The mortality due to cirrhosis and liver cancer study was conducted by the University of Michigan and looks at the time period between 1999 and 2016. The study found increases in these types of deaths in all but one state during this period.
The total increase in deaths linked to the alcohol-related end stages of liver damage jumped by 65%. Even more disturbing is that adults aged 25 to 34 were the largest victim group.
Suicide Rates in the United States
The third factor suggested by the AARP article for the decline in life expectancy in the United States was suicide.

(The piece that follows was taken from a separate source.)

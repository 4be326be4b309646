pub mod actions;
pub mod health;
pub mod root;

From 1999 to 2014 the annual suicide rate in the United States increased 24%. The news continued to get worse, in April 2016 when the CDC released data showing that the suicide rate had again increased and was at a 30-year high.

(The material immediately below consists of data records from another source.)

use async_trait::async_trait;
use sqlx::{Row, SqlitePool};
use tracing::{debug, instrument};

use shift_core::ShiftResult;
use shift_domain::{TaskRecord, TaskStore};

/// SQLite任务状态存储，适用于嵌入式部署场景
pub struct SqliteTaskStore {
    pool: SqlitePool,
}

impl SqliteTaskStore {
    pub fn new(pool: SqlitePool) -> Self {
        Self { pool }
    }

    /// 创建嵌入式SQLite任务存储，自动初始化数据库
    pub async fn new_embedded(database_path: &str) -> ShiftResult<Self> {
        use sqlx::sqlite::{SqliteConnectOptions, SqlitePoolOptions};
        use std::str::FromStr;

        debug!("Creating embedded SQLite task store at: {}", database_path);

        // 创建连接选项，启用外键约束和WAL模式
        let connect_options = SqliteConnectOptions::from_str(database_path)?
            .create_if_missing(true)
            .foreign_keys(true)
            .journal_mode(sqlx::sqlite::SqliteJournalMode::Wal);

        // 内存数据库必须复用单一连接，每个新连接都是一个独立的空库
        let max_connections = if database_path.contains(":memory:") { 1 } else { 5 };
        let pool = SqlitePoolOptions::new()
            .max_connections(max_connections)
            .min_connections(1)
            .connect_with(connect_options)
            .await?;

        Self::run_migrations(&pool).await?;

        debug!("Successfully created embedded SQLite task store");
        Ok(Self { pool })
    }

    /// 运行数据库迁移
    pub async fn run_migrations(pool: &SqlitePool) -> ShiftResult<()> {
        debug!("Running SQLite database migrations");

        sqlx::query(
            r#"
            CREATE TABLE IF NOT EXISTS tasks (
                id INTEGER PRIMARY KEY AUTOINCREMENT,
                entity_id TEXT NOT NULL,
                entity_type TEXT NOT NULL DEFAULT 'resource',
                task_type TEXT NOT NULL,
                key TEXT NOT NULL,
                state TEXT NOT NULL,
                value TEXT,
                error TEXT,
                last_updated DATETIME NOT NULL DEFAULT CURRENT_TIMESTAMP
            )
            "#,
        )
        .execute(pool)
        .await?;

        let indexes = vec![
            "CREATE UNIQUE INDEX IF NOT EXISTS idx_tasks_entity_key ON tasks(entity_id, task_type, key)",
            "CREATE INDEX IF NOT EXISTS idx_tasks_state ON tasks(state)",
            "CREATE INDEX IF NOT EXISTS idx_tasks_last_updated ON tasks(last_updated)",
        ];

        for index_sql in indexes {
            sqlx::query(index_sql).execute(pool).await?;
        }

        debug!("Successfully completed SQLite database migrations");
        Ok(())
    }

    fn row_to_task(row: &sqlx::sqlite::SqliteRow) -> ShiftResult<TaskRecord> {
        // value/error 以JSON文本存储
        let value: Option<String> = row.try_get("value")?;
        let error: Option<String> = row.try_get("error")?;

        Ok(TaskRecord {
            id: row.try_get("id")?,
            entity_id: row.try_get("entity_id")?,
            entity_type: row.try_get("entity_type")?,
            task_type: row.try_get("task_type")?,
            key: row.try_get("key")?,
            state: row.try_get("state")?,
            value: value.as_deref().map(serde_json::from_str).transpose()?,
            error: error.as_deref().map(serde_json::from_str).transpose()?,
            last_updated: row.try_get("last_updated")?,
        })
    }
}

#[async_trait]
impl TaskStore for SqliteTaskStore {
    #[instrument(skip(self))]
    async fn find_task(
        &self,
        entity_id: &str,
        task_type: &str,
        key: &str,
    ) -> ShiftResult<Option<TaskRecord>> {
        let row = sqlx::query(
            "SELECT id, entity_id, entity_type, task_type, key, state, value, error, last_updated \
             FROM tasks WHERE entity_id = $1 AND task_type = $2 AND key = $3",
        )
        .bind(entity_id)
        .bind(task_type)
        .bind(key)
        .fetch_optional(&self.pool)
        .await?;

        match row {
            Some(row) => Ok(Some(Self::row_to_task(&row)?)),
            None => Ok(None),
        }
    }

    #[instrument(skip(self))]
    async fn get_task_by_id(&self, id: i64) -> ShiftResult<Option<TaskRecord>> {
        let row = sqlx::query(
            "SELECT id, entity_id, entity_type, task_type, key, state, value, error, last_updated \
             FROM tasks WHERE id = $1",
        )
        .bind(id)
        .fetch_optional(&self.pool)
        .await?;

        match row {
            Some(row) => Ok(Some(Self::row_to_task(&row)?)),
            None => Ok(None),
        }
    }

    #[instrument(skip(self, task), fields(entity_id = %task.entity_id, state = %task.state))]
    async fn save_task(&self, task: &TaskRecord) -> ShiftResult<TaskRecord> {
        let value_json = task
            .value
            .as_ref()
            .map(serde_json::to_string)
            .transpose()?;
        let error_json = task
            .error
            .as_ref()
            .map(serde_json::to_string)
            .transpose()?;

        // 唯一键冲突时覆盖原记录，保留行ID
        let row = sqlx::query(
            r#"
            INSERT INTO tasks (entity_id, entity_type, task_type, key, state, value, error, last_updated)
            VALUES ($1, $2, $3, $4, $5, $6, $7, $8)
            ON CONFLICT (entity_id, task_type, key)
            DO UPDATE SET entity_type = excluded.entity_type, state = excluded.state,
                          value = excluded.value, error = excluded.error,
                          last_updated = excluded.last_updated
            RETURNING id, entity_id, entity_type, task_type, key, state, value, error, last_updated
            "#,
        )
        .bind(&task.entity_id)
        .bind(&task.entity_type)
        .bind(&task.task_type)
        .bind(&task.key)
        .bind(task.state.clone())
        .bind(value_json)
        .bind(error_json)
        .bind(task.last_updated)
        .fetch_one(&self.pool)
        .await?;

        let saved = Self::row_to_task(&row)?;
        debug!("任务记录已保存: {}", saved.entity_description());
        Ok(saved)
    }

    #[instrument(skip(self))]
    async fn delete_task(&self, id: i64) -> ShiftResult<bool> {
        let result = sqlx::query("DELETE FROM tasks WHERE id = $1")
            .bind(id)
            .execute(&self.pool)
            .await?;
        Ok(result.rows_affected() > 0)
    }

    async fn health_check(&self) -> ShiftResult<()> {
        sqlx::query("SELECT 1").execute(&self.pool).await?;
        Ok(())
    }
}

#[cfg(test)]
mod tests {
    use super::*;
    use chrono::Utc;
    use shift_domain::TaskState;

    async fn memory_store() -> SqliteTaskStore {
        SqliteTaskStore::new_embedded("sqlite::memory:")
            .await
            .unwrap()
    }

    #[tokio::test]
    async fn test_save_and_find_round_trip() {
        let store = memory_store().await;

        let mut task = TaskRecord::new_submitting("res-1");
        task.value = Some(serde_json::json!({"job_id": "abc", "job_key": null}));

        let saved = store.save_task(&task).await.unwrap();
        assert!(saved.id > 0);

        let found = store
            .find_task("res-1", TaskRecord::TASK_TYPE_SHIFT, TaskRecord::KEY_SHIFT)
            .await
            .unwrap()
            .unwrap();
        assert_eq!(found.id, saved.id);
        assert_eq!(found.state, TaskState::Submitting);
        assert_eq!(
            found.value.unwrap()["job_id"],
            serde_json::Value::String("abc".to_string())
        );
        assert!(found.error.is_none());
    }

    #[tokio::test]
    async fn test_upsert_keeps_row_identity() {
        let store = memory_store().await;

        let first = store
            .save_task(&TaskRecord::new_submitting("res-1"))
            .await
            .unwrap();

        let mut overwrite = TaskRecord::new_submitting("res-1");
        overwrite.state = TaskState::Pending;
        overwrite.last_updated = Utc::now();
        let second = store.save_task(&overwrite).await.unwrap();

        assert_eq!(first.id, second.id);
        assert_eq!(second.state, TaskState::Pending);

        let by_id = store.get_task_by_id(first.id).await.unwrap().unwrap();
        assert_eq!(by_id.state, TaskState::Pending);
    }

    #[tokio::test]
    async fn test_unknown_state_round_trips_verbatim() {
        let store = memory_store().await;

        let mut task = TaskRecord::new_submitting("res-1");
        task.state = TaskState::Other("resubmitting".to_string());
        store.save_task(&task).await.unwrap();

        let found = store
            .find_task("res-1", TaskRecord::TASK_TYPE_SHIFT, TaskRecord::KEY_SHIFT)
            .await
            .unwrap()
            .unwrap();
        assert_eq!(found.state, TaskState::Other("resubmitting".to_string()));
    }

    #[tokio::test]
    async fn test_find_missing_task_returns_none() {
        let store = memory_store().await;
        let found = store
            .find_task("nope", TaskRecord::TASK_TYPE_SHIFT, TaskRecord::KEY_SHIFT)
            .await
            .unwrap();
        assert!(found.is_none());
    }

    #[tokio::test]
    async fn test_delete_task() {
        let store = memory_store().await;
        let saved = store
            .save_task(&TaskRecord::new_submitting("res-1"))
            .await
            .unwrap();

        assert!(store.delete_task(saved.id).await.unwrap());
        assert!(!store.delete_task(saved.id).await.unwrap());
        assert!(store.get_task_by_id(saved.id).await.unwrap().is_none());
    }
}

Following that data, in June of 2018 the CDC published “Suicide Rates Rising Across the U.S.,” which reveals further data showing a continued increase overall and an increase in every state, except Nevada, since 1999.
In 2016, 45,000 Americans aged 10 or older died by suicide, making it the 10th leading cause of death that year, and one of just three causes that are on the rise; the other two are drug overdoses and Alzheimer’s disease. The damage underlies the consequences of depression.
The CDC is quick to note that this alarming rise in suicides in the United States is more than simply a mental health concern and that numerous factors are playing into the decision to commit suicide. Some of the cited causes include: relationship problems, substance misuse, physical health concerns, financial problems, and legal concerns.
The most disturbing takeaways from these studies are that people in the United States are dying at a faster rate, and they’re dying younger.
While medical advances continue and there is new hope for many Americans struggling with disease and illness, the lower life expectancy is attributed to so-called “despair deaths,” which include the three factors we have reviewed.
The Bottom Line
The study cited looked at 18 high-income countries. There should be some socioeconomic equity across these regions, but does the lower life expectancy show that there is a new stumbling block in the social and economic conditions in the United States?
It can also be a reflection on the quality of healthcare and the approach of treatment versus prevention. Finally, the behaviors of the population and trends in behavior are also contributing to America’s declining life expectancy.